=== PROBLEM TO WORK ON ===
When you transcribe the records that follow, reproduce each line exactly as given.

-- DATA RECORDS follows --

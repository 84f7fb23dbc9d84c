use crate::ids::{CommentId, MentionId, UserId};
use sea_orm::entity::prelude::*;
use serde::{Deserialize, Serialize};

/// One referenced user per row; the set of rows for a comment is its mention
/// set. Rows are removed together with their comment.
#[derive(Clone, Debug, PartialEq, Eq, DeriveEntityModel, Serialize, Deserialize)]
#[sea_orm(table_name = "comment_mention")]
pub struct Model {
    #[sea_orm(primary_key, auto_increment = false)]
    pub id: MentionId,
    pub comment_id: CommentId,
    pub user_id: UserId,
}

#[derive(Copy, Clone, Debug, EnumIter, DeriveRelation)]
pub enum Relation {
    #[sea_orm(
        belongs_to = "super::comment::Entity",
        from = "Column::CommentId",
        to = "super::comment::Column::Id"
    )]
    Comment,
    #[sea_orm(
        belongs_to = "super::directory_user::Entity",
        from = "Column::UserId",
        to = "super::directory_user::Column::Id"
    )]
    User,
}

impl Related<super::comment::Entity> for Entity {
    fn to() -> RelationDef {
        Relation::Comment.def()
    }
}

impl Related<super::directory_user::Entity> for Entity {
    fn to() -> RelationDef {
        Relation::User.def()
    }
}

impl ActiveModelBehavior for ActiveModel {}
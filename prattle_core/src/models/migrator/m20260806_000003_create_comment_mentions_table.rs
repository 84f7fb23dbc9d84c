use sea_orm_migration::{prelude::*, schema::*};

use super::m20260806_000002_create_comments_table::Comment;

#[derive(DeriveMigrationName)]
pub struct Migration;

#[async_trait::async_trait]
impl MigrationTrait for Migration {
    async fn up(&self, manager: &SchemaManager) -> Result<(), DbErr> {
        manager
            .create_table(
                Table::create()
                    .table(CommentMention::Table)
                    .col(pk_uuid(CommentMention::Id))
                    .col(uuid(CommentMention::CommentId))
                    // No FK on user_id: directory users are external
                    .col(uuid(CommentMention::UserId))
                    .foreign_key(
                        ForeignKey::create()
                            .name("fk-comment-mention-comment_id")
                            .from(CommentMention::Table, CommentMention::CommentId)
                            .to(Comment::Table, Comment::Id)
                            .on_delete(ForeignKeyAction::Cascade)
                            .on_update(ForeignKeyAction::Cascade),
                    )
                    .to_owned(),
            )
            .await?;

        // Mentions are a set per comment
        manager
            .create_index(
                Index::create()
                    .name("idx_comment_mentions_comment_user")
                    .table(CommentMention::Table)
                    .col(CommentMention::CommentId)
                    .col(CommentMention::UserId)
                    .unique()
                    .to_owned(),
            )
            .await
    }

    async fn down(&self, manager: &SchemaManager) -> Result<(), DbErr> {
        manager
            .drop_table(Table::drop().table(CommentMention::Table).to_owned())
            .await
    }
}

#[derive(DeriveIden)]
pub enum CommentMention {
    Table,
    Id,
    CommentId,
    UserId,
}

-- DATA RECORDS concluded --

=== ANSWER SECTION ===
repository 84f7fb23dbc9d84c
use crate::ids::{CommentId, MentionId, UserId};
use sea_orm::entity::prelude::*;
use serde::{Deserialize, Serialize};

/// One referenced user per row; the set of rows for a comment is its mention
/// set. Rows are removed together with their comment.
#[derive(Clone, Debug, PartialEq, Eq, DeriveEntityModel, Serialize, Deserialize)]
#[sea_orm(table_name = "comment_mention")]
pub struct Model {
    #[sea_orm(primary_key, auto_increment = false)]
    pub id: MentionId,
    pub comment_id: CommentId,
    pub user_id: UserId,
}

#[derive(Copy, Clone, Debug, EnumIter, DeriveRelation)]
pub enum Relation {
    #[sea_orm(
        belongs_to = "super::comment::Entity",
        from = "Column::CommentId",
        to = "super::comment::Column::Id"
    )]
    Comment,
    #[sea_orm(
        belongs_to = "super::directory_user::Entity",
        from = "Column::UserId",
        to = "super::directory_user::Column::Id"
    )]
    User,
}

impl Related<super::comment::Entity> for Entity {
    fn to() -> RelationDef {
        Relation::Comment.def()
    }
}

impl Related<super::directory_user::Entity> for Entity {
    fn to() -> RelationDef {
        Relation::User.def()
    }
}

impl ActiveModelBehavior for ActiveModel {}
filename prattle_core/src/models/migrator/m20260806_000003_create_comment_mentions_table.rs
repository 84f7fb23dbc9d84c
use sea_orm_migration::{prelude::*, schema::*};

use super::m20260806_000002_create_comments_table::Comment;

#[derive(DeriveMigrationName)]
pub struct Migration;

#[async_trait::async_trait]
impl MigrationTrait for Migration {
    async fn up(&self, manager: &SchemaManager) -> Result<(), DbErr> {
        manager
            .create_table(
                Table::create()
                    .table(CommentMention::Table)
                    .col(pk_uuid(CommentMention::Id))
                    .col(uuid(CommentMention::CommentId))
                    // No FK on user_id: directory users are external
                    .col(uuid(CommentMention::UserId))
                    .foreign_key(
                        ForeignKey::create()
                            .name("fk-comment-mention-comment_id")
                            .from(CommentMention::Table, CommentMention::CommentId)
                            .to(Comment::Table, Comment::Id)
                            .on_delete(ForeignKeyAction::Cascade)
                            .on_update(ForeignKeyAction::Cascade),
                    )
                    .to_owned(),
            )
            .await?;

        // Mentions are a set per comment
        manager
            .create_index(
                Index::create()
                    .name("idx_comment_mentions_comment_user")
                    .table(CommentMention::Table)
                    .col(CommentMention::CommentId)
                    .col(CommentMention::UserId)
                    .unique()
                    .to_owned(),
            )
            .await
    }

    async fn down(&self, manager: &SchemaManager) -> Result<(), DbErr> {
        manager
            .drop_table(Table::drop().table(CommentMention::Table).to_owned())
            .await
    }
}

#[derive(DeriveIden)]
pub enum CommentMention {
    Table,
    Id,
    CommentId,
    UserId,
}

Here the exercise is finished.